Dataset records

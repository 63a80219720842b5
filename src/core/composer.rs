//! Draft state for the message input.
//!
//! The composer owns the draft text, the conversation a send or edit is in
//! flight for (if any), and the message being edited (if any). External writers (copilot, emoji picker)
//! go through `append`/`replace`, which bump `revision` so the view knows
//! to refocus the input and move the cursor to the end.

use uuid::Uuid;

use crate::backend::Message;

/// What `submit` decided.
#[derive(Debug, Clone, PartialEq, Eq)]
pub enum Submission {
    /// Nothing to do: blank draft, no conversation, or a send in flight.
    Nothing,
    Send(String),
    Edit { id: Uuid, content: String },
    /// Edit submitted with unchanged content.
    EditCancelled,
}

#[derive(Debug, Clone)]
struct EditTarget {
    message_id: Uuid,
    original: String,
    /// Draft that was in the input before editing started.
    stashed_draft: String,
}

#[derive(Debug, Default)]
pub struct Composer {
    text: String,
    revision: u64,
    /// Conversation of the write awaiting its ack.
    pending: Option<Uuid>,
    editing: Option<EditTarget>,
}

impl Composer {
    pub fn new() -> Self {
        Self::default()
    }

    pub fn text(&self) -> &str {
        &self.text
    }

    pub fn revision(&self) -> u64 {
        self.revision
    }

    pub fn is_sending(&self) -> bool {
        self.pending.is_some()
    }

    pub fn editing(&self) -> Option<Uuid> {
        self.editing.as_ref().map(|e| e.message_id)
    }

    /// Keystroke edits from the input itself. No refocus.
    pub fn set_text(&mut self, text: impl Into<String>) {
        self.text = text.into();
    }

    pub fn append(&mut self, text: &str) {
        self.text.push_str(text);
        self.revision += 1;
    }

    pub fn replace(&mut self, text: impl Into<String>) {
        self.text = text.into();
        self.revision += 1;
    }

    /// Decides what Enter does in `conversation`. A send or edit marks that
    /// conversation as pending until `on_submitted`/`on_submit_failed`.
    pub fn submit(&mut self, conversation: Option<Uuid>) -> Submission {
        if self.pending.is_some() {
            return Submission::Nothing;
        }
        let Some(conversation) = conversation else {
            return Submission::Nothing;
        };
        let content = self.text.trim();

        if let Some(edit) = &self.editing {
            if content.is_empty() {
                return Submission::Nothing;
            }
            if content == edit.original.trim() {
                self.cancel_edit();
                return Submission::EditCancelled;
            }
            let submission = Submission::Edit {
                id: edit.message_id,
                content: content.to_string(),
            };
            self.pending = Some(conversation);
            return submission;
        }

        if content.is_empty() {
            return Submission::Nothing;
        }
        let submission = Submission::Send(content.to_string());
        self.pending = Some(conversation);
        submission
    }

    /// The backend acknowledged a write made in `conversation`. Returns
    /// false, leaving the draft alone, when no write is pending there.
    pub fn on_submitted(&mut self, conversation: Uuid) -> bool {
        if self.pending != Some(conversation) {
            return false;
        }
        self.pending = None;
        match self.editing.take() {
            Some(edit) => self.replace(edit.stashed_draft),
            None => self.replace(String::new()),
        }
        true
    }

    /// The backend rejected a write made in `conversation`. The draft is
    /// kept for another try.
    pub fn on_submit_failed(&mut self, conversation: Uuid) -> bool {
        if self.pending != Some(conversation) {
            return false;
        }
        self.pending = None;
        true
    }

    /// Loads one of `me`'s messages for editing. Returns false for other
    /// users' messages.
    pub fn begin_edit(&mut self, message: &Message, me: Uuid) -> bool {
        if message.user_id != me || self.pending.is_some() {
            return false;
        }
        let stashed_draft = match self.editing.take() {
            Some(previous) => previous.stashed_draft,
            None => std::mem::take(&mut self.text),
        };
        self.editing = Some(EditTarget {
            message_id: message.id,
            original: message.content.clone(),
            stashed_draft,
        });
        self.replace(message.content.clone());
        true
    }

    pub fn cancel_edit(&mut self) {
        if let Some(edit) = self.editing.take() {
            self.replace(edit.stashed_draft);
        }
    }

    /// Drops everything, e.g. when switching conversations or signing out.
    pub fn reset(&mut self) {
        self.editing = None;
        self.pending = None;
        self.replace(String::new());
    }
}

---

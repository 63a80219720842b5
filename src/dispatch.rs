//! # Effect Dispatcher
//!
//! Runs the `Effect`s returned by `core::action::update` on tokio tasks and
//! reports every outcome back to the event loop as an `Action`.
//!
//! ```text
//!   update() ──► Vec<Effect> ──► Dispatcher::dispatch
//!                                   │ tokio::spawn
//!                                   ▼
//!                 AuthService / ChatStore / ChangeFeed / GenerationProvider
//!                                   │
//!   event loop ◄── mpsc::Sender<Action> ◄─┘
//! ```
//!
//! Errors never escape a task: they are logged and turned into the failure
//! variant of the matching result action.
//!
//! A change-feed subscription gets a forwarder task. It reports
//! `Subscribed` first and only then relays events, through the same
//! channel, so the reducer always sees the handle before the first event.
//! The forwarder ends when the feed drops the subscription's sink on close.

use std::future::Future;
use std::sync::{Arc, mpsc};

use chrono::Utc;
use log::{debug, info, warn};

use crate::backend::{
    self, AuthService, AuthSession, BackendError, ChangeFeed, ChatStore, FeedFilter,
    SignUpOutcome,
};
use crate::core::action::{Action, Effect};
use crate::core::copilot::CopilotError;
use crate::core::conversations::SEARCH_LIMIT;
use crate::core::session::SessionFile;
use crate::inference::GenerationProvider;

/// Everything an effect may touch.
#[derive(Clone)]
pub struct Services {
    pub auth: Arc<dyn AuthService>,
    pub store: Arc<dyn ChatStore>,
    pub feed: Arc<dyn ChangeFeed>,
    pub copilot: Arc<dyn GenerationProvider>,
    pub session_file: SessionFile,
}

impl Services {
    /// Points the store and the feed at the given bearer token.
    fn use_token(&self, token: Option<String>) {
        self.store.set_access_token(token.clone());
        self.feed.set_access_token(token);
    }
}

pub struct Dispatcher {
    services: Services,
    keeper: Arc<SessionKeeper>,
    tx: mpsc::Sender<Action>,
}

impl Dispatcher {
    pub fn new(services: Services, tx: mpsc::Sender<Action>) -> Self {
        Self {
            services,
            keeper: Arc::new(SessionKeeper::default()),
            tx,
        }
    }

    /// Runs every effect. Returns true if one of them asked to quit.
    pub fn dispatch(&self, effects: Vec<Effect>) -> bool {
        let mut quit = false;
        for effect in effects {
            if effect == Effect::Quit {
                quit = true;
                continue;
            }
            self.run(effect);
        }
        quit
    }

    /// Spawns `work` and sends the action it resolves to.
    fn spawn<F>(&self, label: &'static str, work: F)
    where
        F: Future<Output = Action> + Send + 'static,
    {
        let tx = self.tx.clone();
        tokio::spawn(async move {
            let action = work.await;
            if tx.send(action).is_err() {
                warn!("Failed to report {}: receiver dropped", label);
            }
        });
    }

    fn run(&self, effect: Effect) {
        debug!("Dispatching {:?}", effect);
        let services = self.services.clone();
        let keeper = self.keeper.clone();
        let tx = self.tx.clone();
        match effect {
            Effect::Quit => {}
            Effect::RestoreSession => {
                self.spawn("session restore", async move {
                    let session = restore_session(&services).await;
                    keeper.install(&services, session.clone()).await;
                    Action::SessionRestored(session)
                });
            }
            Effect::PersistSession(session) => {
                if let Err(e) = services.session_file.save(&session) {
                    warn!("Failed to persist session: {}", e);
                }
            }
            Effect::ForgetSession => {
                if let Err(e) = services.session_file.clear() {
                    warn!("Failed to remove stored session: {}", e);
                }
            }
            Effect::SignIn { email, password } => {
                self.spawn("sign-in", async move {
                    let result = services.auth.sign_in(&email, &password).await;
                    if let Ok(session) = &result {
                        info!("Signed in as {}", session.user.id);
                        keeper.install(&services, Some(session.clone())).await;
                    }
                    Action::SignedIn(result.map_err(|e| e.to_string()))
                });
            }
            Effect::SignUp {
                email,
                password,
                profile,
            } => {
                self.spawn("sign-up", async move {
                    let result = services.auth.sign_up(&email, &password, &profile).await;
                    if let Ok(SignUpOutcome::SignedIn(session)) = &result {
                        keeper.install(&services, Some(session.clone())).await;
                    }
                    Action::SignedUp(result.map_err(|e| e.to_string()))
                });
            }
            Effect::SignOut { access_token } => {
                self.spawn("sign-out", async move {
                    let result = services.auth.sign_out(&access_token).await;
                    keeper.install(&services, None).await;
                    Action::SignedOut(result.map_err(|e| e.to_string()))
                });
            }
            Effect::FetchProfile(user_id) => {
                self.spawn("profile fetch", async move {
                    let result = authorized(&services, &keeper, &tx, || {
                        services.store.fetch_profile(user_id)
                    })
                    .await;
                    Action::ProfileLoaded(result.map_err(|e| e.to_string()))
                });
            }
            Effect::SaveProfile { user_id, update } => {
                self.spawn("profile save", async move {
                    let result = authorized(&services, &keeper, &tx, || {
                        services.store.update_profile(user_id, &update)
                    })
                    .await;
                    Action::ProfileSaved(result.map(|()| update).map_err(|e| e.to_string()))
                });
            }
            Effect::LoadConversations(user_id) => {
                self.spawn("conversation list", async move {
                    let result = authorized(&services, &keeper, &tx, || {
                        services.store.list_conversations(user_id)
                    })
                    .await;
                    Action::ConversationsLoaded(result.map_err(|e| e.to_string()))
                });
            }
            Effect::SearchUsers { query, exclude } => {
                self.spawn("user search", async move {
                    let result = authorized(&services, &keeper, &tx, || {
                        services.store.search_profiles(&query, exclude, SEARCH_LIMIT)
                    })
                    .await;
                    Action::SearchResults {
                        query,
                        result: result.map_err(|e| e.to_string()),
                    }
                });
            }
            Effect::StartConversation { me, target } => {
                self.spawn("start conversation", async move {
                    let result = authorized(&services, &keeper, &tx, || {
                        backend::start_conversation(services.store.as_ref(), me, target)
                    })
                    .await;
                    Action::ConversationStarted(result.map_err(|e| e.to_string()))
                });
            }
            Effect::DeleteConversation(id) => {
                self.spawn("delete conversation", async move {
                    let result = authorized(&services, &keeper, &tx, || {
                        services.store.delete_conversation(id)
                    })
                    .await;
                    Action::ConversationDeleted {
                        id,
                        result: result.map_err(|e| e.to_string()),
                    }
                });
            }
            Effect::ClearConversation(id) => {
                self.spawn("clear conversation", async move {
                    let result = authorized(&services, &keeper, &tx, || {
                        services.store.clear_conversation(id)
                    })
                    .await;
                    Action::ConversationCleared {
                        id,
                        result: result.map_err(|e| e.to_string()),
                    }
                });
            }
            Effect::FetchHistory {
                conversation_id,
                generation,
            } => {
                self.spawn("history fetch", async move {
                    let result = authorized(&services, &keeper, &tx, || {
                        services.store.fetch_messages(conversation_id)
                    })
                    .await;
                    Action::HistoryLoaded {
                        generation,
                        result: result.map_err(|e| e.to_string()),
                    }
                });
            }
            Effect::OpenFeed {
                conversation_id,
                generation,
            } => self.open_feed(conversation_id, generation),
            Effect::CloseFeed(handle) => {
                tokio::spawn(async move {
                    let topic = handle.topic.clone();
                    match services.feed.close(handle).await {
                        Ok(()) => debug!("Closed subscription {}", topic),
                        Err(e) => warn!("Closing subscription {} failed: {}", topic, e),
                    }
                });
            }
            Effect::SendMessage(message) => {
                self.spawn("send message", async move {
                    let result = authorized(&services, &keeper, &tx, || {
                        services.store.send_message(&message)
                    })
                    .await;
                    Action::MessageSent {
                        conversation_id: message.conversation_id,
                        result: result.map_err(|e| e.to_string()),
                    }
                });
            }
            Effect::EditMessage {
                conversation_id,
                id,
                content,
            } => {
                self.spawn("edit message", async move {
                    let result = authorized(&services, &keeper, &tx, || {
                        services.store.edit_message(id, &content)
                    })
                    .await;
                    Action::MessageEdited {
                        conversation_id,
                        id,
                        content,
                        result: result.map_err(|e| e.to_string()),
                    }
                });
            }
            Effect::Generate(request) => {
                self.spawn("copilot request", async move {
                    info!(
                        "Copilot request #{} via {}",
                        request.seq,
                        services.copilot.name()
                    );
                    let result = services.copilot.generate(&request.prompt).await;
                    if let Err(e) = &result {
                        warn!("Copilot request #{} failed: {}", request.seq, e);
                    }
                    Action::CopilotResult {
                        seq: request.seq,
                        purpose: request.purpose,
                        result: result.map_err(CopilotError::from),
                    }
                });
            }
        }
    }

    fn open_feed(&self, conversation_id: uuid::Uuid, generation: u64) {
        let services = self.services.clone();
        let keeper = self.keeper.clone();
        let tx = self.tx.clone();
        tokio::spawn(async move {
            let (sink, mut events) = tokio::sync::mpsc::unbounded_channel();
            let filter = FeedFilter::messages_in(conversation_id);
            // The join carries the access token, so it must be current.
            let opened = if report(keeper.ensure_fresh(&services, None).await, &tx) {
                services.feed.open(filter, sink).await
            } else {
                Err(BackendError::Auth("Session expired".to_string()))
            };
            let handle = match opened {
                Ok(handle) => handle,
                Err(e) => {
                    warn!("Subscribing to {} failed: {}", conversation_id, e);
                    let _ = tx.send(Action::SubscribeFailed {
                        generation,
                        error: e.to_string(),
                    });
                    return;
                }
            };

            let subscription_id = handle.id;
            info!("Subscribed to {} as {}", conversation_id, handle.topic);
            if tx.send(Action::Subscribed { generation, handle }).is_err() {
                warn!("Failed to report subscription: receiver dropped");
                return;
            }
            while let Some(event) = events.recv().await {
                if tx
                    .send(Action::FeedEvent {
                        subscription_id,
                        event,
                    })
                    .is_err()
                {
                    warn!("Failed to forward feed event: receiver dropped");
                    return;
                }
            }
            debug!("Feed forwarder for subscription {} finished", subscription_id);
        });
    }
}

==

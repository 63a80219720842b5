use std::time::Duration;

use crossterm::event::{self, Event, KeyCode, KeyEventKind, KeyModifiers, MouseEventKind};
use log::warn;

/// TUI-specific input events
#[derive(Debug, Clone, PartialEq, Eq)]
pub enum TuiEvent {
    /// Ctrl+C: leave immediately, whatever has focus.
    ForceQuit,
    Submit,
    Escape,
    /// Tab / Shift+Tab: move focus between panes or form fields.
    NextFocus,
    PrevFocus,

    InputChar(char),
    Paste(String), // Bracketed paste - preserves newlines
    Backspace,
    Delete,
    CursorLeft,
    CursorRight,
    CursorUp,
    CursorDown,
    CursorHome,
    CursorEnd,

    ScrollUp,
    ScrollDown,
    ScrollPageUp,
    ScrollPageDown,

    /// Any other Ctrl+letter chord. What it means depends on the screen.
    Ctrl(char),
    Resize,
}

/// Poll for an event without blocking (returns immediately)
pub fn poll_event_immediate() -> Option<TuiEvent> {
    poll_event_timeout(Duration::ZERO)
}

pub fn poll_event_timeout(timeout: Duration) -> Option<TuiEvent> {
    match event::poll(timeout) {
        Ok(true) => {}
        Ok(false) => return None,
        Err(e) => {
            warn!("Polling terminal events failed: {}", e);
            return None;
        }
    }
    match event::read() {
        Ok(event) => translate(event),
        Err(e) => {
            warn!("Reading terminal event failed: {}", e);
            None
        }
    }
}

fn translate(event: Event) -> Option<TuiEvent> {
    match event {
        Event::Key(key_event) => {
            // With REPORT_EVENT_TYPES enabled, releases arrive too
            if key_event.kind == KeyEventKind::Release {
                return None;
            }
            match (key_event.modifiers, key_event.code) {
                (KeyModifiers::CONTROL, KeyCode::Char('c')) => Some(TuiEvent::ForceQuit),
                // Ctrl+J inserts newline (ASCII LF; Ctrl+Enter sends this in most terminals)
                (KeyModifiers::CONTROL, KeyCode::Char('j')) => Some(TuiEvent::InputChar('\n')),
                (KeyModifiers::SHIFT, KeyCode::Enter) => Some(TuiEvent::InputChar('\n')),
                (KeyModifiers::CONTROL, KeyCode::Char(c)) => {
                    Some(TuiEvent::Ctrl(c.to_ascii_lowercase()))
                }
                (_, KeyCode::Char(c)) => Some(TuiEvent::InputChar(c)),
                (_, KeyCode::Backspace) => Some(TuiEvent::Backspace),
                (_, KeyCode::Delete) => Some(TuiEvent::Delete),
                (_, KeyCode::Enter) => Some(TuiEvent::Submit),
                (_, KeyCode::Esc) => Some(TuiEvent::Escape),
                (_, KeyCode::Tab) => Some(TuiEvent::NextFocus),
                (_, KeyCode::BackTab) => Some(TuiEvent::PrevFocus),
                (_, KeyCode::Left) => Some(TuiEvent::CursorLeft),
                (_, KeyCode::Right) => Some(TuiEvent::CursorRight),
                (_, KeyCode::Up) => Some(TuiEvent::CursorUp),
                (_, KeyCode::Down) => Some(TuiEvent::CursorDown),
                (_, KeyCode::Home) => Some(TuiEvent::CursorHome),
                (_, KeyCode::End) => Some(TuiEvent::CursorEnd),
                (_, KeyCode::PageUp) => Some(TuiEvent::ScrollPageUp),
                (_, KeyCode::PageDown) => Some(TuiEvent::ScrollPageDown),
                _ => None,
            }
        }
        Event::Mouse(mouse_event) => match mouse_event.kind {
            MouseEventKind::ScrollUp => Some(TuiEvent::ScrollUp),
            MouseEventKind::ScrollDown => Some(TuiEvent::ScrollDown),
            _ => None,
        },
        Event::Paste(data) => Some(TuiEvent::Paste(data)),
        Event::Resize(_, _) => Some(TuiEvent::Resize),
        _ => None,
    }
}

YOUR INSTRUCTIONS
Wherever the string "made" occurs in the records above, copy that line.

SOLUTION TO THIS PROBLEM
    /// The backend acknowledged a write made in `conversation`. Returns
    /// The backend rejected a write made in `conversation`. The draft is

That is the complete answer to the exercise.